A Slice of Life in China's Cultural Revolution

  “I was carried away, swept along by the mighty stream of words pouring from the hundreds of pages. To me it was the ultimate book: once you had read it, neither your own life nor the world you lived in would ever look the same.”

Balzac and the Little Chinese Seamstress, Dai Sijie's novel about General Mao's attempt at re-educating the youth of China by taking them from their families and placing them in rural areas, was a beautiful slice of Chinese life.  I had mixed feelings upon finishing this novel.  First, I loved how easy this book was to read.  It has a lovely flow that lends itself to quick sessions of concentration and interruptions.  Second, the story of Lou and the narrator's experience living and working on Phoenix Mountain is a heartwarming one of discovery, self-awareness, and lost innocence.  As a reader, you want to see how the story will turn out and what will happen next.  Sijie's portrayal of forbidden books and the lengths avid readers will go through to obtain any and all reading material is one I was able to identify with.  I couldn't imagine never being able to read again.  I think I would probably die of boredom and become severely depressed.  I need that method of escape!

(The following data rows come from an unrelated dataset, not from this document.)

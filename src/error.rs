// Facility Gateway - Occupancy and environmental telemetry gateway
// Copyright (c) 2025 David Martin Venti
//
// Dual-licensed under AGPL-3.0 and Commercial License.
// See LICENSE file for details.

//! Error types for the telemetry gateway
//!
//! Store failures are reported as a tagged [`StoreError`] carrying an
//! [`ErrorCode`]. The classifier and the response assembler only ever look
//! at that tag, never at driver-specific error text.

use serde::{Serialize, Serializer};
use std::fmt;
use std::str::FromStr;
use thiserror::Error;

/// Stable classification code of a store failure
#[derive(Debug, Clone, PartialEq, Eq, Hash)]
pub enum ErrorCode {
    /// Hostname could not be resolved
    HostNotFound,
    /// Host answered but nothing listens on the port
    ConnectionRefused,
    /// Credentials rejected by the store
    AuthenticationRejected,
    /// Connect or acquire timed out
    TimedOut,
    /// Peer reset the connection
    ConnectionReset,
    /// No route to host
    HostUnreachable,
    /// TLS negotiation failed
    Tls,
    /// Pool was closed while waiting
    PoolClosed,
    /// Wire protocol violation
    Protocol,
    /// Server-side error with a SQLSTATE
    Sql(String),
    /// Anything without a dedicated code
    Other(String),
}

impl ErrorCode {
    /// Wire form of the code, as used in reasons and error bodies.
    pub fn as_code(&self) -> String {
        match self {
            Self::HostNotFound => "dns-enotfound".to_string(),
            Self::ConnectionRefused => "econnrefused".to_string(),
            Self::AuthenticationRejected => "auth-rejected".to_string(),
            Self::TimedOut => "etimedout".to_string(),
            Self::ConnectionReset => "econnreset".to_string(),
            Self::HostUnreachable => "ehostunreach".to_string(),
            Self::Tls => "tls-handshake".to_string(),
            Self::PoolClosed => "pool-closed".to_string(),
            Self::Protocol => "protocol".to_string(),
            Self::Sql(state) => format!("sql-{}", state.to_lowercase()),
            Self::Other(code) => code.clone(),
        }
    }
}

impl fmt::Display for ErrorCode {
    fn fmt(&self, f: &mut fmt::Formatter<'_>) -> fmt::Result {
        f.write_str(&self.as_code())
    }
}

impl FromStr for ErrorCode {
    type Err = std::convert::Infallible;

    /// Parses the wire form back. Unknown codes become [`ErrorCode::Other`].
    fn from_str(s: &str) -> Result<Self, Self::Err> {
        let code = s.trim().to_lowercase();
        Ok(match code.as_str() {
            "dns-enotfound" | "enotfound" => Self::HostNotFound,
            "econnrefused" => Self::ConnectionRefused,
            "auth-rejected" | "28p01" => Self::AuthenticationRejected,
            "etimedout" => Self::TimedOut,
            "econnreset" => Self::ConnectionReset,
            "ehostunreach" => Self::HostUnreachable,
            "tls-handshake" => Self::Tls,
            "pool-closed" => Self::PoolClosed,
            "protocol" => Self::Protocol,
            _ => match code.strip_prefix("sql-") {
                Some(state) if !state.is_empty() => Self::Sql(state.to_uppercase()),
                _ => Self::Other(code),
            },
        })
    }
}

impl Serialize for ErrorCode {
    fn serialize<S: Serializer>(&self, serializer: S) -> Result<S::Ok, S::Error> {
        serializer.serialize_str(&self.as_code())
    }
}

/// Stage of the store access that failed
#[derive(Debug, Clone, Copy, PartialEq, Eq)]
pub enum StoreStage {
    /// Acquiring a pooled connection
    Connect,
    /// Running the query on an acquired connection
    Query,
}

/// Tagged failure returned by a [`TelemetryStore`](crate::store::TelemetryStore)
#[derive(Error, Debug, Clone, PartialEq)]
pub enum StoreError {
    /// Connection acquisition failed
    #[error("connection to {host}:{port} failed [{code}]: {message}")]
    Connect {
        code: ErrorCode,
        host: String,
        port: u16,
        message: String,
    },

    /// Query failed after a connection was acquired
    #[error("query on {host}:{port} failed [{code}]: {message}")]
    Query {
        code: ErrorCode,
        host: String,
        port: u16,
        message: String,
    },
}

impl StoreError {
    /// Build a connection-stage error
    pub fn connect(
        code: ErrorCode,
        host: impl Into<String>,
        port: u16,
        message: impl Into<String>,
    ) -> Self {
        Self::Connect {
            code,
            host: host.into(),
            port,
            message: message.into(),
        }
    }

    /// Build a query-stage error
    pub fn query(
        code: ErrorCode,
        host: impl Into<String>,
        port: u16,
        message: impl Into<String>,
    ) -> Self {
        Self::Query {
            code,
            host: host.into(),
            port,
            message: message.into(),
        }
    }

    pub fn code(&self) -> &ErrorCode {
        match self {
            Self::Connect { code, .. } | Self::Query { code, .. } => code,
        }
    }

    pub fn host(&self) -> &str {
        match self {
            Self::Connect { host, .. } | Self::Query { host, .. } => host,
        }
    }

    pub fn port(&self) -> u16 {
        match self {
            Self::Connect { port, .. } | Self::Query { port, .. } => *port,
        }
    }

    pub fn message(&self) -> &str {
        match self {
            Self::Connect { message, .. } | Self::Query { message, .. } => message,
        }
    }

    pub fn stage(&self) -> StoreStage {
        match self {
            Self::Connect { .. } => StoreStage::Connect,
            Self::Query { .. } => StoreStage::Query,
        }
    }
}

/// Configuration errors
#[derive(Error, Debug, Clone, PartialEq, Eq)]
pub enum ConfigError {
    /// Required settings are absent
    #[error("configuration missing: {}", .0.join(", "))]
    Missing(Vec<&'static str>),

    /// A setting is present but cannot be parsed
    #[error("invalid value for {key}: {value:?}")]
    Invalid { key: &'static str, value: String },
}

#[cfg(test)]
mod tests {
    use super::*;

    #[test]
    fn test_error_code_wire_form() {
        assert_eq!(ErrorCode::HostNotFound.as_code(), "dns-enotfound");
        assert_eq!(ErrorCode::ConnectionRefused.as_code(), "econnrefused");
        assert_eq!(ErrorCode::Sql("57P01".into()).as_code(), "sql-57p01");
        assert_eq!(ErrorCode::Other("weird".into()).to_string(), "weird");
    }

    #[test]
    fn test_error_code_parse() {
        let parsed: ErrorCode = "DNS-ENOTFOUND".parse().unwrap();
        assert_eq!(parsed, ErrorCode::HostNotFound);
        let parsed: ErrorCode = "sql-57p01".parse().unwrap();
        assert_eq!(parsed, ErrorCode::Sql("57P01".into()));
        let parsed: ErrorCode = "ehostdown".parse().unwrap();
        assert_eq!(parsed, ErrorCode::Other("ehostdown".into()));
    }

    #[test]
    fn test_error_code_serializes_as_string() {
        let json = serde_json::to_string(&ErrorCode::TimedOut).unwrap();
        assert_eq!(json, "\"etimedout\"");
    }

    #[test]
    fn test_store_error_accessors() {
        let err = StoreError::connect(ErrorCode::ConnectionReset, "db.local", 5432, "reset");
        assert_eq!(err.code(), &ErrorCode::ConnectionReset);
        assert_eq!(err.host(), "db.local");
        assert_eq!(err.port(), 5432);
        assert_eq!(err.stage(), StoreStage::Connect);
        let msg = format!("{}", err);
        assert!(msg.contains("db.local:5432"));
        assert!(msg.contains("econnreset"));
    }

    #[test]
    fn test_config_error_display() {
        let err = ConfigError::Missing(vec!["FACILITY_DB_HOST", "FACILITY_DB_USER"]);
        assert_eq!(
            err.to_string(),
            "configuration missing: FACILITY_DB_HOST, FACILITY_DB_USER"
        );
    }
}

On the downside...I wasn't as impressed with the novel as the other members of my book club.  Everyone seemed to really like this book.  I was in the more "meh" area of contentment.  Yes, it was entertaining at times.  Yes, it was a quick read.  Yes, it had some beautiful scenes.  But, overall, I wanted more to it.  I was dissatisfied with the characters.  I was dissatisfied with the ending.  I guess you could say I was dissatisfied. 

Despite my lack of enthusiasm for the entirety of the novel, it was adapted into a film version and released in 2002.  It's now in my Netflix queue and I do plan on watching it.